— Problem requirements —
Word for word, retype every line of the data.

Stored data entries
- - - - - - -

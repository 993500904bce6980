use std::fmt;
use std::fs;
use std::path::{Path, PathBuf};

use base64::Engine;
use base64::engine::general_purpose::STANDARD;
use rsa::traits::{PrivateKeyParts, PublicKeyParts};
use rsa::{BigUint, RsaPrivateKey, RsaPublicKey};
use serde::{Deserialize, Serialize};

/// Failures of the key import and signing path.
#[derive(Debug, thiserror::Error)]
pub enum KeyError {
    #[error("failed to read key file {}: {source}", path.display())]
    Io {
        path: PathBuf,
        #[source]
        source: std::io::Error,
    },
    #[error("failed to decode key: {0}")]
    Decode(String),
    #[error("failed to encode key: {0}")]
    Encode(String),
    #[error("inconsistent key material: {0}")]
    InvalidKey(String),
    #[error("signing failed: {0}")]
    Signing(String),
    #[error("signature verification failed: {0}")]
    Verification(String),
}

/// Element layout of the XML key export, in export order. On import `DP`, `DQ`
/// and `InverseQ` are ignored and re-derived from `D`, `P` and `Q`.
#[derive(Debug, Default, Serialize, Deserialize)]
#[serde(rename = "RSAKeyValue")]
struct XmlKey {
    #[serde(rename = "Modulus", skip_serializing_if = "Option::is_none")]
    modulus: Option<String>,
    #[serde(rename = "Exponent", skip_serializing_if = "Option::is_none")]
    exponent: Option<String>,
    #[serde(rename = "P", skip_serializing_if = "Option::is_none")]
    p: Option<String>,
    #[serde(rename = "Q", skip_serializing_if = "Option::is_none")]
    q: Option<String>,
    #[serde(rename = "DP", skip_serializing_if = "Option::is_none")]
    dp: Option<String>,
    #[serde(rename = "DQ", skip_serializing_if = "Option::is_none")]
    dq: Option<String>,
    #[serde(rename = "InverseQ", skip_serializing_if = "Option::is_none")]
    inverse_q: Option<String>,
    #[serde(rename = "D", skip_serializing_if = "Option::is_none")]
    d: Option<String>,
}

impl XmlKey {
    fn to_xml(&self) -> Result<String, KeyError> {
        quick_xml::se::to_string(self).map_err(|e| KeyError::Encode(e.to_string()))
    }
}

fn b64(value: &BigUint) -> String {
    STANDARD.encode(value.to_bytes_be())
}

/// An RSA private key with CRT parameters precomputed.
///
/// Only obtainable through checked constructors: the modulus is the product of
/// the two primes and `D` inverts the public exponent.
#[derive(Clone)]
pub struct KeyMaterial {
    key: RsaPrivateKey,
}

impl KeyMaterial {
    pub fn from_components(
        modulus: BigUint,
        exponent: BigUint,
        d: BigUint,
        p: BigUint,
        q: BigUint,
    ) -> Result<Self, KeyError> {
        if modulus.bits() == 0 {
            return Err(KeyError::InvalidKey("modulus is zero".into()));
        }
        if &p * &q != modulus {
            return Err(KeyError::InvalidKey("modulus does not equal P * Q".into()));
        }

        let mut key = RsaPrivateKey::from_components(modulus, exponent, d, vec![p, q])
            .map_err(|e| KeyError::InvalidKey(e.to_string()))?;
        key.validate()
            .map_err(|e| KeyError::InvalidKey(e.to_string()))?;
        key.precompute()
            .map_err(|e| KeyError::InvalidKey(format!("precomputing CRT values: {e}")))?;

        Ok(Self { key })
    }

    /// Wraps a key produced by the `rsa` crate, running the same checks as import.
    pub fn from_rsa(key: RsaPrivateKey) -> Result<Self, KeyError> {
        let [p, q] = key.primes() else {
            return Err(KeyError::InvalidKey(format!(
                "expected two primes, found {}",
                key.primes().len()
            )));
        };
        Self::from_components(
            key.n().clone(),
            key.e().clone(),
            key.d().clone(),
            p.clone(),
            q.clone(),
        )
    }

    pub fn bits(&self) -> usize {
        self.key.size() * 8
    }

    pub fn public_key(&self) -> RsaPublicKey {
        self.key.to_public_key()
    }

    pub fn as_rsa(&self) -> &RsaPrivateKey {
        &self.key
    }

    /// Serializes the key back into the XML export format, derived CRT values included.
    pub fn to_xml(&self) -> Result<String, KeyError> {
        let primes = self.key.primes();
        XmlKey {
            modulus: Some(b64(self.key.n())),
            exponent: Some(b64(self.key.e())),
            p: primes.first().map(b64),
            q: primes.get(1).map(b64),
            dp: self.key.dp().map(b64),
            dq: self.key.dq().map(b64),
            inverse_q: self.key.crt_coefficient().as_ref().map(b64),
            d: Some(b64(self.key.d())),
        }
        .to_xml()
    }

    /// Public half only, in the same XML layout.
    pub fn public_xml(&self) -> Result<String, KeyError> {
        XmlKey {
            modulus: Some(b64(self.key.n())),
            exponent: Some(b64(self.key.e())),
            ..XmlKey::default()
        }
        .to_xml()
    }
}

impl fmt::Debug for KeyMaterial {
    fn fmt(&self, f: &mut fmt::Formatter<'_>) -> fmt::Result {
        f.debug_struct("KeyMaterial")
            .field("bits", &self.bits())
            .finish_non_exhaustive()
    }
}

/// Parses a private key from its XML export.
pub fn import_key(xml: &[u8]) -> Result<KeyMaterial, KeyError> {
    let parsed = parse_xml(xml)?;

    let modulus = BigUint::from_bytes_be(&element(&parsed.modulus, "Modulus")?);
    let exponent = BigUint::from(fold_exponent(&element(&parsed.exponent, "Exponent")?)?);
    let d = BigUint::from_bytes_be(&element(&parsed.d, "D")?);
    let p = BigUint::from_bytes_be(&element(&parsed.p, "P")?);
    let q = BigUint::from_bytes_be(&element(&parsed.q, "Q")?);

    KeyMaterial::from_components(modulus, exponent, d, p, q)
}

pub fn import_key_from_file(path: impl AsRef<Path>) -> Result<KeyMaterial, KeyError> {
    let path = path.as_ref();
    let xml = fs::read(path).map_err(|source| KeyError::Io {
        path: path.to_path_buf(),
        source,
    })?;
    import_key(&xml)
}

/// Parses the public half (`Modulus` and `Exponent`) of an XML key.
pub fn import_public_key(xml: &[u8]) -> Result<RsaPublicKey, KeyError> {
    let parsed = parse_xml(xml)?;
    let modulus = BigUint::from_bytes_be(&element(&parsed.modulus, "Modulus")?);
    let exponent = BigUint::from(fold_exponent(&element(&parsed.exponent, "Exponent")?)?);
    RsaPublicKey::new(modulus, exponent).map_err(|e| KeyError::InvalidKey(e.to_string()))
}

fn parse_xml(xml: &[u8]) -> Result<XmlKey, KeyError> {
    let text = std::str::from_utf8(xml)
        .map_err(|e| KeyError::Decode(format!("key is not UTF-8: {e}")))?;
    quick_xml::de::from_str(text).map_err(|e| KeyError::Decode(format!("malformed XML: {e}")))
}

fn element(value: &Option<String>, name: &str) -> Result<Vec<u8>, KeyError> {
    // exports are sometimes line-wrapped
    let text: String = value
        .as_deref()
        .unwrap_or_default()
        .chars()
        .filter(|c| !c.is_whitespace())
        .collect();
    if text.is_empty() {
        return Err(KeyError::Decode(format!("missing <{name}> element")));
    }
    STANDARD
        .decode(text)
        .map_err(|e| KeyError::Decode(format!("<{name}> is not valid base64: {e}")))
}

/// Folds big-endian exponent bytes into an integer, most significant first.
fn fold_exponent(bytes: &[u8]) -> Result<u64, KeyError> {
    let significant = match bytes.iter().position(|&b| b != 0) {
        Some(start) => &bytes[start..],
        None => &[][..],
    };
    if significant.len() > 8 {
        return Err(KeyError::Decode(format!(
            "public exponent is {} bytes long",
            significant.len()
        )));
    }
    Ok(significant
        .iter()
        .fold(0u64, |acc, &b| (acc << 8) | u64::from(b)))
}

- - - - - - -

— Exercise result —
repository 993500904bce6980
use std::fmt;
use std::fs;
use std::path::{Path, PathBuf};

use base64::Engine;
use base64::engine::general_purpose::STANDARD;
use rsa::traits::{PrivateKeyParts, PublicKeyParts};
use rsa::{BigUint, RsaPrivateKey, RsaPublicKey};
use serde::{Deserialize, Serialize};

/// Failures of the key import and signing path.
#[derive(Debug, thiserror::Error)]
pub enum KeyError {
    #[error("failed to read key file {}: {source}", path.display())]
    Io {
        path: PathBuf,
        #[source]
        source: std::io::Error,
    },
    #[error("failed to decode key: {0}")]
    Decode(String),
    #[error("failed to encode key: {0}")]
    Encode(String),
    #[error("inconsistent key material: {0}")]
    InvalidKey(String),
    #[error("signing failed: {0}")]
    Signing(String),
    #[error("signature verification failed: {0}")]
    Verification(String),
}

/// Element layout of the XML key export, in export order. On import `DP`, `DQ`
/// and `InverseQ` are ignored and re-derived from `D`, `P` and `Q`.
#[derive(Debug, Default, Serialize, Deserialize)]
#[serde(rename = "RSAKeyValue")]
struct XmlKey {
    #[serde(rename = "Modulus", skip_serializing_if = "Option::is_none")]
    modulus: Option<String>,
    #[serde(rename = "Exponent", skip_serializing_if = "Option::is_none")]
    exponent: Option<String>,
    #[serde(rename = "P", skip_serializing_if = "Option::is_none")]
    p: Option<String>,
    #[serde(rename = "Q", skip_serializing_if = "Option::is_none")]
    q: Option<String>,
    #[serde(rename = "DP", skip_serializing_if = "Option::is_none")]
    dp: Option<String>,
    #[serde(rename = "DQ", skip_serializing_if = "Option::is_none")]
    dq: Option<String>,
    #[serde(rename = "InverseQ", skip_serializing_if = "Option::is_none")]
    inverse_q: Option<String>,
    #[serde(rename = "D", skip_serializing_if = "Option::is_none")]
    d: Option<String>,
}

impl XmlKey {
    fn to_xml(&self) -> Result<String, KeyError> {
        quick_xml::se::to_string(self).map_err(|e| KeyError::Encode(e.to_string()))
    }
}

fn b64(value: &BigUint) -> String {
    STANDARD.encode(value.to_bytes_be())
}

/// An RSA private key with CRT parameters precomputed.
///
/// Only obtainable through checked constructors: the modulus is the product of
/// the two primes and `D` inverts the public exponent.
#[derive(Clone)]
pub struct KeyMaterial {
    key: RsaPrivateKey,
}

impl KeyMaterial {
    pub fn from_components(
        modulus: BigUint,
        exponent: BigUint,
        d: BigUint,
        p: BigUint,
        q: BigUint,
    ) -> Result<Self, KeyError> {
        if modulus.bits() == 0 {
            return Err(KeyError::InvalidKey("modulus is zero".into()));
        }
        if &p * &q != modulus {
            return Err(KeyError::InvalidKey("modulus does not equal P * Q".into()));
        }

        let mut key = RsaPrivateKey::from_components(modulus, exponent, d, vec![p, q])
            .map_err(|e| KeyError::InvalidKey(e.to_string()))?;
        key.validate()
            .map_err(|e| KeyError::InvalidKey(e.to_string()))?;
        key.precompute()
            .map_err(|e| KeyError::InvalidKey(format!("precomputing CRT values: {e}")))?;

        Ok(Self { key })
    }

    /// Wraps a key produced by the `rsa` crate, running the same checks as import.
    pub fn from_rsa(key: RsaPrivateKey) -> Result<Self, KeyError> {
        let [p, q] = key.primes() else {
            return Err(KeyError::InvalidKey(format!(
                "expected two primes, found {}",
                key.primes().len()
            )));
        };
        Self::from_components(
            key.n().clone(),
            key.e().clone(),
            key.d().clone(),
            p.clone(),
            q.clone(),
        )
    }

    pub fn bits(&self) -> usize {
        self.key.size() * 8
    }

    pub fn public_key(&self) -> RsaPublicKey {
        self.key.to_public_key()
    }

    pub fn as_rsa(&self) -> &RsaPrivateKey {
        &self.key
    }

    /// Serializes the key back into the XML export format, derived CRT values included.
    pub fn to_xml(&self) -> Result<String, KeyError> {
        let primes = self.key.primes();
        XmlKey {
            modulus: Some(b64(self.key.n())),
            exponent: Some(b64(self.key.e())),
            p: primes.first().map(b64),
            q: primes.get(1).map(b64),
            dp: self.key.dp().map(b64),
            dq: self.key.dq().map(b64),
            inverse_q: self.key.crt_coefficient().as_ref().map(b64),
            d: Some(b64(self.key.d())),
        }
        .to_xml()
    }

    /// Public half only, in the same XML layout.
    pub fn public_xml(&self) -> Result<String, KeyError> {
        XmlKey {
            modulus: Some(b64(self.key.n())),
            exponent: Some(b64(self.key.e())),
            ..XmlKey::default()
        }
        .to_xml()
    }
}

impl fmt::Debug for KeyMaterial {
    fn fmt(&self, f: &mut fmt::Formatter<'_>) -> fmt::Result {
        f.debug_struct("KeyMaterial")
            .field("bits", &self.bits())
            .finish_non_exhaustive()
    }
}

/// Parses a private key from its XML export.
pub fn import_key(xml: &[u8]) -> Result<KeyMaterial, KeyError> {
    let parsed = parse_xml(xml)?;

    let modulus = BigUint::from_bytes_be(&element(&parsed.modulus, "Modulus")?);
    let exponent = BigUint::from(fold_exponent(&element(&parsed.exponent, "Exponent")?)?);
    let d = BigUint::from_bytes_be(&element(&parsed.d, "D")?);
    let p = BigUint::from_bytes_be(&element(&parsed.p, "P")?);
    let q = BigUint::from_bytes_be(&element(&parsed.q, "Q")?);

    KeyMaterial::from_components(modulus, exponent, d, p, q)
}

pub fn import_key_from_file(path: impl AsRef<Path>) -> Result<KeyMaterial, KeyError> {
    let path = path.as_ref();
    let xml = fs::read(path).map_err(|source| KeyError::Io {
        path: path.to_path_buf(),
        source,
    })?;
    import_key(&xml)
}

/// Parses the public half (`Modulus` and `Exponent`) of an XML key.
pub fn import_public_key(xml: &[u8]) -> Result<RsaPublicKey, KeyError> {
    let parsed = parse_xml(xml)?;
    let modulus = BigUint::from_bytes_be(&element(&parsed.modulus, "Modulus")?);
    let exponent = BigUint::from(fold_exponent(&element(&parsed.exponent, "Exponent")?)?);
    RsaPublicKey::new(modulus, exponent).map_err(|e| KeyError::InvalidKey(e.to_string()))
}

fn parse_xml(xml: &[u8]) -> Result<XmlKey, KeyError> {
    let text = std::str::from_utf8(xml)
        .map_err(|e| KeyError::Decode(format!("key is not UTF-8: {e}")))?;
    quick_xml::de::from_str(text).map_err(|e| KeyError::Decode(format!("malformed XML: {e}")))
}

fn element(value: &Option<String>, name: &str) -> Result<Vec<u8>, KeyError> {
    // exports are sometimes line-wrapped
    let text: String = value
        .as_deref()
        .unwrap_or_default()
        .chars()
        .filter(|c| !c.is_whitespace())
        .collect();
    if text.is_empty() {
        return Err(KeyError::Decode(format!("missing <{name}> element")));
    }
    STANDARD
        .decode(text)
        .map_err(|e| KeyError::Decode(format!("<{name}> is not valid base64: {e}")))
}

/// Folds big-endian exponent bytes into an integer, most significant first.
fn fold_exponent(bytes: &[u8]) -> Result<u64, KeyError> {
    let significant = match bytes.iter().position(|&b| b != 0) {
        Some(start) => &bytes[start..],
        None => &[][..],
    };
    if significant.len() > 8 {
        return Err(KeyError::Decode(format!(
            "public exponent is {} bytes long",
            significant.len()
        )));
    }
    Ok(significant
        .iter()
        .fold(0u64, |acc, &b| (acc << 8) | u64::from(b)))
}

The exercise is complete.